Gus Menary directs “The Light Fantastic”, a thrilling world premiere, with precision. Each actor is fully alive--living and breathing their storylines, remaining grounded in a world that feels like The X-Files meets Stranger Things with a healthy sprinkle of Twin Peaks. The show begins and ends with a collective gasp. I sunk my teeth into this delicious theatrical experience and devoured it like a goddamn overpriced maple-bacon donut from Stan’s. I wish I could regurgitate this maple-bacon play and eat it again. 

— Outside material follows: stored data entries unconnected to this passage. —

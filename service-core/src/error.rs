use axum::{
    Json,
    http::StatusCode,
    response::{IntoResponse, Response},
};
use serde::Serialize;
use thiserror::Error;

#[derive(Debug, Error)]
pub enum AppError {
    #[error("Internal server error: {0}")]
    InternalError(#[from] anyhow::Error),

    #[error("Service Unavailable")]
    ServiceUnavailable,

    #[error("Database error: {0}")]
    DatabaseError(anyhow::Error),

    #[error("Configuration error: {0}")]
    ConfigError(anyhow::Error),
}

impl From<config::ConfigError> for AppError {
    fn from(err: config::ConfigError) -> Self {
        AppError::ConfigError(anyhow::Error::new(err))
    }
}

impl From<std::io::Error> for AppError {
    fn from(err: std::io::Error) -> Self {
        AppError::InternalError(anyhow::Error::new(err))
    }
}

impl IntoResponse for AppError {
    fn into_response(self) -> Response {
        #[derive(Serialize)]
        struct ErrorResponse {
            error: String,
            #[serde(skip_serializing_if = "Option::is_none")]
            details: Option<String>,
        }

        let (status, error_message, details) = match self {
            AppError::InternalError(err) => (
                StatusCode::INTERNAL_SERVER_ERROR,
                "Internal server error".to_string(),
                Some(format!("{:#?}", err)),
            ),
            AppError::ServiceUnavailable => (
                StatusCode::SERVICE_UNAVAILABLE,
                "Service unavailable".to_string(),
                None,
            ),
            AppError::DatabaseError(err) => (
                StatusCode::INTERNAL_SERVER_ERROR,
                "Database error".to_string(),
                Some(err.to_string()),
            ),
            AppError::ConfigError(err) => (
                StatusCode::INTERNAL_SERVER_ERROR,
                "Configuration error".to_string(),
                Some(err.to_string()),
            ),
        };

        (
            status,
            Json(ErrorResponse {
                error: error_message,
                details,
            }),
        )
            .into_response()
    }
}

The plot? Eh. I’d rather tell you how this show made me feel instead of rehashing what I hope you’ll go experience yourself. I’ll say this: the devil is a white man, death is inevitable, and nothing is free. 
 

 Andrew Burden Swanson and Paloma Nozicka / Photo: Jackalope Theatre

Andrew Burden Swanson and Paloma Nozicka /
Photo: Jackalope Theatre


Here are my top 10 reasons you need to buy tickets to this show like...
45 minutes ago:

1. Diego Colón, one of the funniest dudes in Chicago. It felt to me like Gus directed him in a way that allowed him to elaborate on the Diego we already know and love. Believable is an understatement. If you don’t know Diego Colón...why?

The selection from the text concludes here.